◆ Exercise details
Give the whole listing again, exactly as written.

◆ Extracted entries

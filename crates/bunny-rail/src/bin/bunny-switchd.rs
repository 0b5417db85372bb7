//! In-memory switch agent serving the control protocol.
//!
//! Usage:
//!   cargo run -p bunny-rail --bin bunny-switchd -- --listen 127.0.0.1:5555

use anyhow::Context;
use clap::Parser;
use tracing_subscriber::{fmt, prelude::*, EnvFilter};

use bunny_rail::SwitchServer;

/// Switch agent stand-in.
#[derive(Parser)]
#[command(name = "bunny-switchd", version, about = "Serve the point, redirect and function tables from memory")]
struct Cli {
    /// Address:port to accept control connections on.
    #[arg(long, env = "BUNNY_CONTROL_PLANE", default_value = "127.0.0.1:5555")]
    listen: String,
}

fn main() -> anyhow::Result<()> {
    let filter = EnvFilter::try_from_default_env().unwrap_or_else(|_| EnvFilter::new("info"));
    tracing_subscriber::registry()
        .with(fmt::layer().with_writer(std::io::stderr))
        .with(filter)
        .init();

    let cli = Cli::parse();
    let server = SwitchServer::bind(&cli.listen).with_context(|| format!("cannot bind {}", cli.listen))?;

    tracing::info!("bunny-switchd v{} starting", env!("CARGO_PKG_VERSION"));
    let store = server.run()?;
    tracing::info!(
        robots = ?store.robots(),
        "switch agent stopped"
    );
    Ok(())
}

◆ Task solution
filename crates/bunny-rail/src/bin/bunny-switchd.rs
repository 0b5417db85372bb7
//! In-memory switch agent serving the control protocol.
//!
//! Usage:
//!   cargo run -p bunny-rail --bin bunny-switchd -- --listen 127.0.0.1:5555

use anyhow::Context;
use clap::Parser;
use tracing_subscriber::{fmt, prelude::*, EnvFilter};

use bunny_rail::SwitchServer;

/// Switch agent stand-in.
#[derive(Parser)]
#[command(name = "bunny-switchd", version, about = "Serve the point, redirect and function tables from memory")]
struct Cli {
    /// Address:port to accept control connections on.
    #[arg(long, env = "BUNNY_CONTROL_PLANE", default_value = "127.0.0.1:5555")]
    listen: String,
}

fn main() -> anyhow::Result<()> {
    let filter = EnvFilter::try_from_default_env().unwrap_or_else(|_| EnvFilter::new("info"));
    tracing_subscriber::registry()
        .with(fmt::layer().with_writer(std::io::stderr))
        .with(filter)
        .init();

    let cli = Cli::parse();
    let server = SwitchServer::bind(&cli.listen).with_context(|| format!("cannot bind {}", cli.listen))?;

    tracing::info!("bunny-switchd v{} starting", env!("CARGO_PKG_VERSION"));
    let store = server.run()?;
    tracing::info!(
        robots = ?store.robots(),
        "switch agent stopped"
    );
    Ok(())
}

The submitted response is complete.